* [Data]:
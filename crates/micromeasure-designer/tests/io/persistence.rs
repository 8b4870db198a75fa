use image::{Rgb, RgbImage};
use micromeasure_designer::{
    Calibration, EditorState, LengthUnit, LineKind, MeasureLine, MeasurePolygon,
    MeasureRectangle, MeasurementShape, Point, RotationDirection, SavedRecord, Shape,
    ShapeParams,
};
use tempfile::TempDir;

fn p(x: f64, y: f64) -> Point {
    Point::new(x, y)
}

fn populated_state() -> EditorState {
    let mut state = EditorState::new();
    state.set_image(RgbImage::from_fn(6, 4, |x, y| {
        Rgb([(x * 40) as u8, (y * 60) as u8, 200])
    }));
    state
        .add_shape(
            Shape::Rectangle(MeasureRectangle::new(p(2.0, 1.0), 2.0, 1.0, 0.0)),
            Some("boxes"),
        )
        .unwrap();
    state
        .add_shape(
            Shape::Line(MeasureLine::new(
                LineKind::MultiLine,
                vec![p(0.0, 0.0), p(3.0, 1.0), p(5.0, 3.0)],
            )),
            Some("fibres"),
        )
        .unwrap();
    state
        .add_shape(
            Shape::Polygon(MeasurePolygon::new(vec![p(1.0, 1.0), p(4.0, 1.0), p(4.0, 3.0)])),
            None,
        )
        .unwrap();
    state.calibration = Calibration::new(4.0, 1.0, LengthUnit::Micrometer);
    state.set_origin(p(1.0, 2.0));
    state.rotate_image(RotationDirection::Clockwise);
    state
}

#[test]
fn test_save_and_load_round_trip() {
    let temp_dir = TempDir::new().unwrap();
    let path = temp_dir.path().join("sample.json");

    let mut state = populated_state();
    state.save_to_file(&path).unwrap();
    assert!(!state.is_modified);
    assert_eq!(state.display_name(), "sample.json");

    let mut loaded = EditorState::new();
    loaded.load_from_file(&path).unwrap();

    assert_eq!(loaded.rotation_degrees(), 90);
    assert_eq!(loaded.image(), state.image());
    assert_eq!(loaded.source_image(), state.source_image());
    assert_eq!(loaded.origin, state.origin);
    assert_eq!(loaded.calibration, state.calibration);
    assert_eq!(loaded.structures.names(), vec!["boxes", "fibres", "structure_000"]);
    assert_eq!(loaded.document_name, "sample");
    assert!(!loaded.can_undo());

    let saved: Vec<Vec<Point>> = state.shapes.iter().map(|o| o.shape.handles()).collect();
    let restored: Vec<Vec<Point>> = loaded.shapes.iter().map(|o| o.shape.handles()).collect();
    for (a, b) in saved.iter().zip(&restored) {
        assert_eq!(a.len(), b.len());
        for (pa, pb) in a.iter().zip(b) {
            assert!(pa.approx_eq(pb, 1e-9));
        }
    }
    let rect = loaded.shapes.get(1).unwrap();
    match rect.shape.save() {
        ShapeParams::Box { width, height, angle, .. } => {
            assert_eq!((width, height), (2.0, 1.0));
            assert!((angle.to_degrees() - 270.0).abs() < 1e-9);
        }
        other => panic!("unexpected params {other:?}"),
    }
}

#[test]
fn test_failed_load_leaves_state_untouched() {
    let temp_dir = TempDir::new().unwrap();
    let mut state = populated_state();
    let before = state.to_record();
    let depth = state.undo_depth();

    let garbage = temp_dir.path().join("garbage.json");
    std::fs::write(&garbage, b"not json").unwrap();
    assert!(state.load_from_file(&garbage).is_err());

    let bad_tag = temp_dir.path().join("bad_tag.json");
    std::fs::write(&bad_tag, br#"[null, [["x", [["hexagon", {"points": [], "point_count": 0}]]]]]"#)
        .unwrap();
    let err = state.load_from_file(&bad_tag).unwrap_err();
    assert!(format!("{err:#}").contains("hexagon"));

    let too_long = temp_dir.path().join("too_long.json");
    std::fs::write(&too_long, b"[null, [], null, null, 0, 1]").unwrap();
    let err = state.load_from_file(&too_long).unwrap_err();
    assert!(format!("{err:#}").contains("arity 6"));

    assert!(state.load_from_file(temp_dir.path().join("missing.json")).is_err());

    assert_eq!(state.to_record(), before);
    assert_eq!(state.undo_depth(), depth);
    assert!(state.current_file_path.is_none());
}

#[test]
fn test_two_element_record_loads_with_defaults() {
    let temp_dir = TempDir::new().unwrap();
    let path = temp_dir.path().join("legacy.json");
    std::fs::write(
        &path,
        br#"[null, [["cells", [["ellipse", {"center": [10.0, 20.0], "width": 6.0, "height": 4.0, "angle": 0.0}]]]]]"#,
    )
    .unwrap();

    let mut state = populated_state();
    state.load_from_file(&path).unwrap();

    assert!(state.image().is_none());
    assert_eq!(state.rotation_degrees(), 0);
    assert_eq!(state.origin, Point::ORIGIN);
    assert_eq!(state.calibration, Calibration::default());
    assert_eq!(state.structures.names(), vec!["cells"]);
    assert_eq!(state.shapes.len(), 1);
    assert_eq!(state.shapes.get(1).unwrap().shape.center(), p(10.0, 20.0));
    assert_eq!(state.display_name(), "legacy.json");
}

#[test]
fn test_record_bytes_decode_to_the_same_record() {
    let state = populated_state();
    let record = state.to_record();
    let bytes = record.to_json().unwrap();
    let decoded = SavedRecord::from_json(&bytes).unwrap();
    assert_eq!(decoded.image, record.image);
    assert_eq!(decoded.calibration, record.calibration);
    assert_eq!(decoded.rotation_degrees, 90);
    assert_eq!(decoded.structures.len(), 3);
}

* [Your assignment]:
Work out how many lines in the entries hold the string "cells". Your answer should consist solely of that number.

* [Your response]:
2